▸ **WHAT THE EXERCISE ASKS**
Give back every record exactly as it reads.

═══ LISTED ENTRIES ═══

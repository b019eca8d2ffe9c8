//! Transport-level call status.
//!
//! A `TransportError` means the call itself failed (peer unreachable, stream
//! cancelled, credentials rejected) as opposed to an application error that
//! the broker reports inside a response.

use serde::{Deserialize, Serialize};
use thiserror::Error;

/// Status codes for failed calls, modelled on gRPC status codes.
#[derive(Debug, Clone, Copy, PartialEq, Eq, Serialize, Deserialize)]
#[serde(rename_all = "SCREAMING_SNAKE_CASE")]
pub enum StatusCode {
    Unavailable,
    NotFound,
    Unauthenticated,
    PermissionDenied,
    Cancelled,
    Internal,
    Unknown,
}

impl std::fmt::Display for StatusCode {
    fn fmt(&self, f: &mut std::fmt::Formatter<'_>) -> std::fmt::Result {
        let name = match self {
            StatusCode::Unavailable => "UNAVAILABLE",
            StatusCode::NotFound => "NOT_FOUND",
            StatusCode::Unauthenticated => "UNAUTHENTICATED",
            StatusCode::PermissionDenied => "PERMISSION_DENIED",
            StatusCode::Cancelled => "CANCELLED",
            StatusCode::Internal => "INTERNAL",
            StatusCode::Unknown => "UNKNOWN",
        };
        f.write_str(name)
    }
}

/// A failed transport call.
#[derive(Debug, Clone, PartialEq, Error, Serialize, Deserialize)]
#[error("{code}: {message}")]
pub struct TransportError {
    pub code: StatusCode,
    pub message: String,
}

impl TransportError {
    pub fn new(code: StatusCode, message: impl Into<String>) -> Self {
        Self {
            code,
            message: message.into(),
        }
    }

    pub fn unavailable(message: impl Into<String>) -> Self {
        Self::new(StatusCode::Unavailable, message)
    }

    pub fn not_found(message: impl Into<String>) -> Self {
        Self::new(StatusCode::NotFound, message)
    }

    pub fn unauthenticated(message: impl Into<String>) -> Self {
        Self::new(StatusCode::Unauthenticated, message)
    }

    pub fn cancelled(message: impl Into<String>) -> Self {
        Self::new(StatusCode::Cancelled, message)
    }
}

#[cfg(test)]
mod tests {
    use super::*;

    #[test]
    fn test_display() {
        let err = TransportError::unavailable("io exception");
        assert_eq!(err.to_string(), "UNAVAILABLE: io exception");
    }

    #[test]
    fn test_serialize() {
        let err = TransportError::unauthenticated("missing token");
        let json = serde_json::to_string(&err).unwrap();
        assert_eq!(json, r#"{"code":"UNAUTHENTICATED","message":"missing token"}"#);
    }
}
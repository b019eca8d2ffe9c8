//! Listener traits and identity.
//!
//! Listeners are shared as `Arc<dyn ...>` and identified by the address of
//! the listener object, so registering the same object twice is a no-op.

use std::sync::Arc;

use databroker_core::{EntryUpdate, SignalNode};

use crate::error::BrokerError;

#[derive(Debug, Clone, Copy, PartialEq, Eq, Hash)]
enum ListenerKind {
    Path,
    Node,
}

/// Identity of a registered listener.
#[derive(Debug, Clone, Copy, PartialEq, Eq, Hash)]
pub struct ListenerId {
    kind: ListenerKind,
    addr: usize,
}

impl ListenerId {
    /// Identity of a path or disconnect listener object.
    pub fn of<T: ?Sized>(listener: &T) -> Self {
        Self {
            kind: ListenerKind::Path,
            addr: listener as *const T as *const () as usize,
        }
    }

    /// Identity of a tree listener object.
    pub fn node<T: ?Sized>(listener: &T) -> Self {
        Self {
            kind: ListenerKind::Node,
            addr: listener as *const T as *const () as usize,
        }
    }
}

/// Receives the updates of a leaf-level subscription.
///
/// Callbacks run on the stream's pump task and must not block.
pub trait PathListener: Send + Sync {
    fn on_entry_changed(&self, updates: &[EntryUpdate]);

    fn on_error(&self, error: &BrokerError);

    fn listener_id(&self) -> ListenerId {
        ListenerId::of(self)
    }
}

/// Receives the composite tree of a tree-level subscription.
pub trait NodeListener: Send + Sync {
    fn on_node_changed(&self, node: &SignalNode);

    fn on_error(&self, error: &BrokerError);
}

/// Notified once when a connection is lost or disconnected.
pub trait DisconnectListener: Send + Sync {
    fn on_disconnect(&self);
}

impl<F> DisconnectListener for F
where
    F: Fn() + Send + Sync,
{
    fn on_disconnect(&self) {
        self()
    }
}

/// Listeners in registration order, without duplicates.
pub struct ListenerSet<L: ?Sized> {
    entries: Vec<(ListenerId, Arc<L>)>,
}

impl<L: ?Sized> ListenerSet<L> {
    pub fn new() -> Self {
        Self {
            entries: Vec::new(),
        }
    }

    /// Returns false if `id` is already present.
    pub fn insert(&mut self, id: ListenerId, listener: Arc<L>) -> bool {
        if self.contains(id) {
            return false;
        }
        self.entries.push((id, listener));
        true
    }

    pub fn remove(&mut self, id: ListenerId) -> bool {
        let before = self.entries.len();
        self.entries.retain(|(existing, _)| *existing != id);
        self.entries.len() != before
    }

    pub fn contains(&self, id: ListenerId) -> bool {
        self.entries.iter().any(|(existing, _)| *existing == id)
    }

    pub fn iter(&self) -> impl Iterator<Item = &Arc<L>> {
        self.entries.iter().map(|(_, listener)| listener)
    }

    pub fn len(&self) -> usize {
        self.entries.len()
    }

    pub fn is_empty(&self) -> bool {
        self.entries.is_empty()
    }

    pub fn clear(&mut self) {
        self.entries.clear();
    }
}

impl<L: ?Sized> Default for ListenerSet<L> {
    fn default() -> Self {
        Self::new()
    }
}

#[cfg(test)]
mod tests {
    use super::*;

    struct Counter;

    impl DisconnectListener for Counter {
        fn on_disconnect(&self) {}
    }

    #[test]
    fn test_identity_follows_object() {
        let a = Arc::new(Counter);
        let b = Arc::new(Counter);
        let a_dyn: Arc<dyn DisconnectListener> = a.clone();

        assert_eq!(ListenerId::of(&*a), ListenerId::of(&*a_dyn));
        assert_ne!(ListenerId::of(&*a), ListenerId::of(&*b));
        assert_ne!(ListenerId::of(&*a), ListenerId::node(&*a));
    }

    #[test]
    fn test_set_deduplicates() {
        let a: Arc<dyn DisconnectListener> = Arc::new(Counter);
        let b: Arc<dyn DisconnectListener> = Arc::new(Counter);

        let mut set = ListenerSet::new();
        assert!(set.insert(ListenerId::of(&*a), a.clone()));
        assert!(!set.insert(ListenerId::of(&*a), a.clone()));
        assert!(set.insert(ListenerId::of(&*b), b.clone()));
        assert_eq!(set.len(), 2);

        assert!(set.remove(ListenerId::of(&*a)));
        assert!(!set.remove(ListenerId::of(&*a)));
        assert_eq!(set.len(), 1);
    }
}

═══

▸ **ANSWER TO THIS TASK**
repository b019eca8d2ffe9c8
//! Transport-level call status.
//!
//! A `TransportError` means the call itself failed (peer unreachable, stream
//! cancelled, credentials rejected) as opposed to an application error that
//! the broker reports inside a response.

use serde::{Deserialize, Serialize};
use thiserror::Error;

/// Status codes for failed calls, modelled on gRPC status codes.
#[derive(Debug, Clone, Copy, PartialEq, Eq, Serialize, Deserialize)]
#[serde(rename_all = "SCREAMING_SNAKE_CASE")]
pub enum StatusCode {
    Unavailable,
    NotFound,
    Unauthenticated,
    PermissionDenied,
    Cancelled,
    Internal,
    Unknown,
}

impl std::fmt::Display for StatusCode {
    fn fmt(&self, f: &mut std::fmt::Formatter<'_>) -> std::fmt::Result {
        let name = match self {
            StatusCode::Unavailable => "UNAVAILABLE",
            StatusCode::NotFound => "NOT_FOUND",
            StatusCode::Unauthenticated => "UNAUTHENTICATED",
            StatusCode::PermissionDenied => "PERMISSION_DENIED",
            StatusCode::Cancelled => "CANCELLED",
            StatusCode::Internal => "INTERNAL",
            StatusCode::Unknown => "UNKNOWN",
        };
        f.write_str(name)
    }
}

/// A failed transport call.
#[derive(Debug, Clone, PartialEq, Error, Serialize, Deserialize)]
#[error("{code}: {message}")]
pub struct TransportError {
    pub code: StatusCode,
    pub message: String,
}

impl TransportError {
    pub fn new(code: StatusCode, message: impl Into<String>) -> Self {
        Self {
            code,
            message: message.into(),
        }
    }

    pub fn unavailable(message: impl Into<String>) -> Self {
        Self::new(StatusCode::Unavailable, message)
    }

    pub fn not_found(message: impl Into<String>) -> Self {
        Self::new(StatusCode::NotFound, message)
    }

    pub fn unauthenticated(message: impl Into<String>) -> Self {
        Self::new(StatusCode::Unauthenticated, message)
    }

    pub fn cancelled(message: impl Into<String>) -> Self {
        Self::new(StatusCode::Cancelled, message)
    }
}

#[cfg(test)]
mod tests {
    use super::*;

    #[test]
    fn test_display() {
        let err = TransportError::unavailable("io exception");
        assert_eq!(err.to_string(), "UNAVAILABLE: io exception");
    }

    #[test]
    fn test_serialize() {
        let err = TransportError::unauthenticated("missing token");
        let json = serde_json::to_string(&err).unwrap();
        assert_eq!(json, r#"{"code":"UNAUTHENTICATED","message":"missing token"}"#);
    }
}
repository b019eca8d2ffe9c8
//! Listener traits and identity.
//!
//! Listeners are shared as `Arc<dyn ...>` and identified by the address of
//! the listener object, so registering the same object twice is a no-op.

use std::sync::Arc;

use databroker_core::{EntryUpdate, SignalNode};

use crate::error::BrokerError;

#[derive(Debug, Clone, Copy, PartialEq, Eq, Hash)]
enum ListenerKind {
    Path,
    Node,
}

/// Identity of a registered listener.
#[derive(Debug, Clone, Copy, PartialEq, Eq, Hash)]
pub struct ListenerId {
    kind: ListenerKind,
    addr: usize,
}

impl ListenerId {
    /// Identity of a path or disconnect listener object.
    pub fn of<T: ?Sized>(listener: &T) -> Self {
        Self {
            kind: ListenerKind::Path,
            addr: listener as *const T as *const () as usize,
        }
    }

    /// Identity of a tree listener object.
    pub fn node<T: ?Sized>(listener: &T) -> Self {
        Self {
            kind: ListenerKind::Node,
            addr: listener as *const T as *const () as usize,
        }
    }
}

/// Receives the updates of a leaf-level subscription.
///
/// Callbacks run on the stream's pump task and must not block.
pub trait PathListener: Send + Sync {
    fn on_entry_changed(&self, updates: &[EntryUpdate]);

    fn on_error(&self, error: &BrokerError);

    fn listener_id(&self) -> ListenerId {
        ListenerId::of(self)
    }
}

/// Receives the composite tree of a tree-level subscription.
pub trait NodeListener: Send + Sync {
    fn on_node_changed(&self, node: &SignalNode);

    fn on_error(&self, error: &BrokerError);
}

/// Notified once when a connection is lost or disconnected.
pub trait DisconnectListener: Send + Sync {
    fn on_disconnect(&self);
}

impl<F> DisconnectListener for F
where
    F: Fn() + Send + Sync,
{
    fn on_disconnect(&self) {
        self()
    }
}

/// Listeners in registration order, without duplicates.
pub struct ListenerSet<L: ?Sized> {
    entries: Vec<(ListenerId, Arc<L>)>,
}

impl<L: ?Sized> ListenerSet<L> {
    pub fn new() -> Self {
        Self {
            entries: Vec::new(),
        }
    }

    /// Returns false if `id` is already present.
    pub fn insert(&mut self, id: ListenerId, listener: Arc<L>) -> bool {
        if self.contains(id) {
            return false;
        }
        self.entries.push((id, listener));
        true
    }

    pub fn remove(&mut self, id: ListenerId) -> bool {
        let before = self.entries.len();
        self.entries.retain(|(existing, _)| *existing != id);
        self.entries.len() != before
    }

    pub fn contains(&self, id: ListenerId) -> bool {
        self.entries.iter().any(|(existing, _)| *existing == id)
    }

    pub fn iter(&self) -> impl Iterator<Item = &Arc<L>> {
        self.entries.iter().map(|(_, listener)| listener)
    }

    pub fn len(&self) -> usize {
        self.entries.len()
    }

    pub fn is_empty(&self) -> bool {
        self.entries.is_empty()
    }

    pub fn clear(&mut self) {
        self.entries.clear();
    }
}

impl<L: ?Sized> Default for ListenerSet<L> {
    fn default() -> Self {
        Self::new()
    }
}

#[cfg(test)]
mod tests {
    use super::*;

    struct Counter;

    impl DisconnectListener for Counter {
        fn on_disconnect(&self) {}
    }

    #[test]
    fn test_identity_follows_object() {
        let a = Arc::new(Counter);
        let b = Arc::new(Counter);
        let a_dyn: Arc<dyn DisconnectListener> = a.clone();

        assert_eq!(ListenerId::of(&*a), ListenerId::of(&*a_dyn));
        assert_ne!(ListenerId::of(&*a), ListenerId::of(&*b));
        assert_ne!(ListenerId::of(&*a), ListenerId::node(&*a));
    }

    #[test]
    fn test_set_deduplicates() {
        let a: Arc<dyn DisconnectListener> = Arc::new(Counter);
        let b: Arc<dyn DisconnectListener> = Arc::new(Counter);

        let mut set = ListenerSet::new();
        assert!(set.insert(ListenerId::of(&*a), a.clone()));
        assert!(!set.insert(ListenerId::of(&*a), a.clone()));
        assert!(set.insert(ListenerId::of(&*b), b.clone()));
        assert_eq!(set.len(), 2);

        assert!(set.remove(ListenerId::of(&*a)));
        assert!(!set.remove(ListenerId::of(&*a)));
        assert_eq!(set.len(), 1);
    }
}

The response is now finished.